[What to do]: Could you reproduce, word for word, everything below from the line containing "pub struct Alphabet" down to the line containing "let leading = consonants.iter().copied().filter(|c|", with both of those lines included and no others?

[Recorded data]:
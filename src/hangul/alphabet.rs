//! 한글 호환용 자모 테이블
//!
//! 자음 30개와 모음 21개를 코드포인트 순서대로 제공하고,
//! 초성에 올 수 있는 자음(19개)과 종성에 올 수 있는 자음(27개)을 구분합니다.

use std::fmt;
use std::sync::LazyLock;

use serde::Serialize;

/// 호환용 자음 시작 코드포인트 (ㄱ)
pub const CONSONANT_OFFSET: u32 = 0x3131;
/// 호환용 자음 개수 (ㄱ ~ ㅎ)
pub const CONSONANT_COUNT: u32 = 30;
/// 호환용 모음 시작 코드포인트 (ㅏ)
pub const VOWEL_OFFSET: u32 = 0x314F;
/// 호환용 모음 개수 (ㅏ ~ ㅣ)
pub const VOWEL_COUNT: u32 = 21;

/// 초성에 올 수 없는 겹받침 (11개)
const FINAL_ONLY: [char; 11] = [
    'ㄳ', 'ㄵ', 'ㄶ', 'ㄺ', 'ㄻ', 'ㄼ', 'ㄽ', 'ㄾ', 'ㄿ', 'ㅀ', 'ㅄ',
];

/// 종성에 올 수 없는 된소리 (3개)
const INITIAL_ONLY: [char; 3] = ['ㄸ', 'ㅃ', 'ㅉ'];

/// 호환용 자음 (U+3131 ~ U+314E)
#[derive(Debug, Clone, Copy, PartialEq, Eq, Hash, PartialOrd, Ord, Serialize)]
pub struct Consonant(char);

impl Consonant {
    /// 문자가 호환용 자음이면 `Consonant` 반환
    pub fn from_char(c: char) -> Option<Self> {
        let code = c as u32;
        (CONSONANT_OFFSET..CONSONANT_OFFSET + CONSONANT_COUNT)
            .contains(&code)
            .then_some(Self(c))
    }

    /// 자음 순서 인덱스 (0 ~ 29)
    pub fn index(self) -> u32 {
        self.0 as u32 - CONSONANT_OFFSET
    }

    pub fn as_char(self) -> char {
        self.0
    }

    /// 초성으로 쓸 수 있는 자음인지 확인
    pub fn is_leading(self) -> bool {
        !FINAL_ONLY.contains(&self.0)
    }

    /// 종성으로 쓸 수 있는 자음인지 확인
    pub fn is_trailing(self) -> bool {
        !INITIAL_ONLY.contains(&self.0)
    }
}

impl fmt::Display for Consonant {
    fn fmt(&self, f: &mut fmt::Formatter<'_>) -> fmt::Result {
        write!(f, "{}", self.0)
    }
}

/// 호환용 모음 (U+314F ~ U+3163)
#[derive(Debug, Clone, Copy, PartialEq, Eq, Hash, PartialOrd, Ord, Serialize)]
pub struct Vowel(char);

impl Vowel {
    /// 문자가 호환용 모음이면 `Vowel` 반환
    pub fn from_char(c: char) -> Option<Self> {
        let code = c as u32;
        (VOWEL_OFFSET..VOWEL_OFFSET + VOWEL_COUNT)
            .contains(&code)
            .then_some(Self(c))
    }

    /// 모음 순서 인덱스 (0 ~ 20)
    pub fn index(self) -> u32 {
        self.0 as u32 - VOWEL_OFFSET
    }

    pub fn as_char(self) -> char {
        self.0
    }
}

impl fmt::Display for Vowel {
    fn fmt(&self, f: &mut fmt::Formatter<'_>) -> fmt::Result {
        write!(f, "{}", self.0)
    }
}

/// 순서가 고정된 자모 테이블
#[derive(Debug, Clone, PartialEq, Eq)]
pub struct Alphabet {
    consonants: Vec<Consonant>,
    vowels: Vec<Vowel>,
    leading: Vec<Consonant>,
    trailing: Vec<Consonant>,
}

impl Alphabet {
    pub fn consonants(&self) -> &[Consonant] {
        &self.consonants
    }

    pub fn vowels(&self) -> &[Vowel] {
        &self.vowels
    }

    /// 초성 가능 자음 (19개, 코드포인트 순서)
    pub fn leading(&self) -> &[Consonant] {
        &self.leading
    }

    /// 종성 가능 자음 (27개, 코드포인트 순서)
    pub fn trailing(&self) -> &[Consonant] {
        &self.trailing
    }
}

/// 코드포인트 범위에서 자모 테이블 생성
pub fn build_alphabet() -> Alphabet {
    let consonants: Vec<Consonant> = (CONSONANT_OFFSET..CONSONANT_OFFSET + CONSONANT_COUNT)
        .filter_map(char::from_u32)
        .filter_map(Consonant::from_char)
        .collect();
    let vowels: Vec<Vowel> = (VOWEL_OFFSET..VOWEL_OFFSET + VOWEL_COUNT)
        .filter_map(char::from_u32)
        .filter_map(Vowel::from_char)
        .collect();

    // 범위 설정이 틀렸다면 프로그래밍 오류
    assert_eq!(consonants.len(), CONSONANT_COUNT as usize);
    assert_eq!(vowels.len(), VOWEL_COUNT as usize);

    let leading = consonants.iter().copied().filter(|c| c.is_leading()).collect();
    let trailing = consonants.iter().copied().filter(|c| c.is_trailing()).collect();

    Alphabet {
        consonants,
        vowels,
        leading,
        trailing,
    }
}

/// 프로세스 전역 자모 테이블
pub static ALPHABET: LazyLock<Alphabet> = LazyLock::new(build_alphabet);

/// 호환용 자음 30개
pub fn consonants() -> &'static [Consonant] {
    ALPHABET.consonants()
}

/// 호환용 모음 21개
pub fn vowels() -> &'static [Vowel] {
    ALPHABET.vowels()
}

/// 초성 가능 자음 19개
pub fn leading_consonants() -> &'static [Consonant] {
    ALPHABET.leading()
}

/// 종성 가능 자음 27개
pub fn trailing_consonants() -> &'static [Consonant] {
    ALPHABET.trailing()
}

[Output for this exercise]:
pub struct Alphabet {
    consonants: Vec<Consonant>,
    vowels: Vec<Vowel>,
    leading: Vec<Consonant>,
    trailing: Vec<Consonant>,
}

impl Alphabet {
    pub fn consonants(&self) -> &[Consonant] {
        &self.consonants
    }

    pub fn vowels(&self) -> &[Vowel] {
        &self.vowels
    }

    /// 초성 가능 자음 (19개, 코드포인트 순서)
    pub fn leading(&self) -> &[Consonant] {
        &self.leading
    }

    /// 종성 가능 자음 (27개, 코드포인트 순서)
    pub fn trailing(&self) -> &[Consonant] {
        &self.trailing
    }
}

/// 코드포인트 범위에서 자모 테이블 생성
pub fn build_alphabet() -> Alphabet {
    let consonants: Vec<Consonant> = (CONSONANT_OFFSET..CONSONANT_OFFSET + CONSONANT_COUNT)
        .filter_map(char::from_u32)
        .filter_map(Consonant::from_char)
        .collect();
    let vowels: Vec<Vowel> = (VOWEL_OFFSET..VOWEL_OFFSET + VOWEL_COUNT)
        .filter_map(char::from_u32)
        .filter_map(Vowel::from_char)
        .collect();

    // 범위 설정이 틀렸다면 프로그래밍 오류
    assert_eq!(consonants.len(), CONSONANT_COUNT as usize);
    assert_eq!(vowels.len(), VOWEL_COUNT as usize);

    let leading = consonants.iter().copied().filter(|c| c.is_leading()).collect();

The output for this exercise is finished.